* Problem to solve
Which lines of the data include the string "order"? List them all.
* * *
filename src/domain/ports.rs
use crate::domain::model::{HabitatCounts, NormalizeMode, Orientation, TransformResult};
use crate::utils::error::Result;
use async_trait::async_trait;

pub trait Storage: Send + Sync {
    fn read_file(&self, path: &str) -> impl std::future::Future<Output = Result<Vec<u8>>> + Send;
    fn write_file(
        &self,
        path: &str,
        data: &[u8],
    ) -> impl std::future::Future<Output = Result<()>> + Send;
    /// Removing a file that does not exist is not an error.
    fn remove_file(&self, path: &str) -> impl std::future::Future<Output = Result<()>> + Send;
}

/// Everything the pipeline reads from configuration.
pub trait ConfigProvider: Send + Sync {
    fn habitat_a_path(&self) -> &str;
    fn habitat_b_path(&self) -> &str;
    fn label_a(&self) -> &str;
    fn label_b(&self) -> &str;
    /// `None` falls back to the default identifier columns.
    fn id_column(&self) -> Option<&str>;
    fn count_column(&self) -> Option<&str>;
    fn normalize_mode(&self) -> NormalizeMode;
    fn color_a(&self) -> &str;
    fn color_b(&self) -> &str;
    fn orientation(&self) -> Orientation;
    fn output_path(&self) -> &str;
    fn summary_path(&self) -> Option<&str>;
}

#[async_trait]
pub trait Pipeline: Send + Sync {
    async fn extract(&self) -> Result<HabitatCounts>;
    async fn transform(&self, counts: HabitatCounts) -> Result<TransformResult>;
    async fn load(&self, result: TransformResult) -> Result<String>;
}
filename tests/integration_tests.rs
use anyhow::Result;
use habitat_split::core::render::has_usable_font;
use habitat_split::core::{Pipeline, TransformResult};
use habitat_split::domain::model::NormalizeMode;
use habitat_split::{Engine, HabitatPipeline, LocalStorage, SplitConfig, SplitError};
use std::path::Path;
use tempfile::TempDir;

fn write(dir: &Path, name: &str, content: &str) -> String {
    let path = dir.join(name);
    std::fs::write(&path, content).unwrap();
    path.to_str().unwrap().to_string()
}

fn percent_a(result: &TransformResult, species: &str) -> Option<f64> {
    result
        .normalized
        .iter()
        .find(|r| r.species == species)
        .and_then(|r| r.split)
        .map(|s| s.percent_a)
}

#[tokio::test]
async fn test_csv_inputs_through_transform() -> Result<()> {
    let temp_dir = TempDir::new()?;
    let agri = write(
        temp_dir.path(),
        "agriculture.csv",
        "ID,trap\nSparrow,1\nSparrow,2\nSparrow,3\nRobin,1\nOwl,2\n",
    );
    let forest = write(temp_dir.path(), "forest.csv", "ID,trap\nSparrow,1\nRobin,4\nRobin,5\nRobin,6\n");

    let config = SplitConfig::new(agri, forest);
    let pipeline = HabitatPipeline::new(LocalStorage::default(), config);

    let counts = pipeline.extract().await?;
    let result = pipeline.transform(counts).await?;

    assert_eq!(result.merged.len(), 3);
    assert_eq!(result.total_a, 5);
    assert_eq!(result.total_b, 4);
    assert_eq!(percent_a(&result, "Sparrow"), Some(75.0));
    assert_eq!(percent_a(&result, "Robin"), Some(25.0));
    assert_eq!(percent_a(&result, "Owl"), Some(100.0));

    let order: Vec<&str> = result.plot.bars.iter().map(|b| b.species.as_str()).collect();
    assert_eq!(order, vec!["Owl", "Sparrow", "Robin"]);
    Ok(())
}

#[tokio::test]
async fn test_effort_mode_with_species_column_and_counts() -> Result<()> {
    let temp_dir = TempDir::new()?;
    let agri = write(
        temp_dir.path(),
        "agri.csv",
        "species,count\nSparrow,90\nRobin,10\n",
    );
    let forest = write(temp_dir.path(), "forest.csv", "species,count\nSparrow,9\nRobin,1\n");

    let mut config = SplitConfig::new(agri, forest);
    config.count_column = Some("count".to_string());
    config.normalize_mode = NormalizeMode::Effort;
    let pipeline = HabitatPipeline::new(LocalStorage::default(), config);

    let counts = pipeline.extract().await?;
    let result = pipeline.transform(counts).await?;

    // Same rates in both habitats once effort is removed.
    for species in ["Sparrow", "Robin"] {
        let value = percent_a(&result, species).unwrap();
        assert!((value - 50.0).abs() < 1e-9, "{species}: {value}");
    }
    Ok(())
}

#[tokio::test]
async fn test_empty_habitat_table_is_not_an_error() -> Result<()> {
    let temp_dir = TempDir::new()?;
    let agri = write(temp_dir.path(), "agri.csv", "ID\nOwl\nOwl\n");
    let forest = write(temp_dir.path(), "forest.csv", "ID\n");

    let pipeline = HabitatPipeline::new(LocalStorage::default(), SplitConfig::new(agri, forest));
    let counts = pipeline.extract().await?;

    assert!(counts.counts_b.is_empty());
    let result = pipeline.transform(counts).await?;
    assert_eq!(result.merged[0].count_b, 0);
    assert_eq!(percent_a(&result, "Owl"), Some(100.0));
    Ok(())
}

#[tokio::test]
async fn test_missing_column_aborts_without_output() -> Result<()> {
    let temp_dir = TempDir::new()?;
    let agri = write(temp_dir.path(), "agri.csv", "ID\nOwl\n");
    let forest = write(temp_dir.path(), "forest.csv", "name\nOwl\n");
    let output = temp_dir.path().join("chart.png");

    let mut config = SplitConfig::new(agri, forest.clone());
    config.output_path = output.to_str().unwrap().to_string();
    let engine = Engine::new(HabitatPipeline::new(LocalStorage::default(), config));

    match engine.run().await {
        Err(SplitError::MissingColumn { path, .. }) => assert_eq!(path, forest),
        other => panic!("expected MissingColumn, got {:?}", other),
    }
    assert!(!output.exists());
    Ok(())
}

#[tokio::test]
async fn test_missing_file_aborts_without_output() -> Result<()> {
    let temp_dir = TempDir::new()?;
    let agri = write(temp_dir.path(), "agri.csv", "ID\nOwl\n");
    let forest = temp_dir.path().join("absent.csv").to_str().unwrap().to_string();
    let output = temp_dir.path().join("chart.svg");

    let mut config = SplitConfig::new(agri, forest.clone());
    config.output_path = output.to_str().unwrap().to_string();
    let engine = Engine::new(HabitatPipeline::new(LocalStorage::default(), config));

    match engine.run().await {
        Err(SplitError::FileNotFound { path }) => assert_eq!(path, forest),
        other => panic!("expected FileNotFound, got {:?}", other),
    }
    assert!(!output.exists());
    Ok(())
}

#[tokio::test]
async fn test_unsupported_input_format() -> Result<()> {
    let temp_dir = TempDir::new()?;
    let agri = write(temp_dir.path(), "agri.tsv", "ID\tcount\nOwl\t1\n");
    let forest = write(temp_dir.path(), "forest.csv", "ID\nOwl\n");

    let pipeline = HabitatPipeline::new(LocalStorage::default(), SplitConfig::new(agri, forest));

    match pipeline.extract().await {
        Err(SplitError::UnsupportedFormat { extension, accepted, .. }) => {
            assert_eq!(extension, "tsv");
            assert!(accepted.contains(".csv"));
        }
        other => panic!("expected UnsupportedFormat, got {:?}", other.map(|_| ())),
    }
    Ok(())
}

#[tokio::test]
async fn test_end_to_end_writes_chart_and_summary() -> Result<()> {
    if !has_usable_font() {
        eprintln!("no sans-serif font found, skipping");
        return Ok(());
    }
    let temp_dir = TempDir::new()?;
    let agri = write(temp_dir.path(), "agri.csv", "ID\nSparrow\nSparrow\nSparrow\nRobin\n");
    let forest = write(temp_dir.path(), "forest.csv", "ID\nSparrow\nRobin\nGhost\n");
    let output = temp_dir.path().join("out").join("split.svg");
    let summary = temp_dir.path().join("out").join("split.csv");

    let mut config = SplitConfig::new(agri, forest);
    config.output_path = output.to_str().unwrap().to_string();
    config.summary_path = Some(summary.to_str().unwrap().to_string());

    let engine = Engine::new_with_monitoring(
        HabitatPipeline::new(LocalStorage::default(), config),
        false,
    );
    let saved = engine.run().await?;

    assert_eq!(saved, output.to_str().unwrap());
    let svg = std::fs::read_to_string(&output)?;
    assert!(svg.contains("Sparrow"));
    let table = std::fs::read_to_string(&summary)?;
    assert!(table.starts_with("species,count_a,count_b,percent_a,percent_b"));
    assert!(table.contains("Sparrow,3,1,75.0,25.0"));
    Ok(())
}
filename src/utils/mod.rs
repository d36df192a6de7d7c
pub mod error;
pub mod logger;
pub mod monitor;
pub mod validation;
* * *
* Your response
    let order: Vec<&str> = result.plot.bars.iter().map(|b| b.species.as_str()).collect();
    assert_eq!(order, vec!["Owl", "Sparrow", "Robin"]);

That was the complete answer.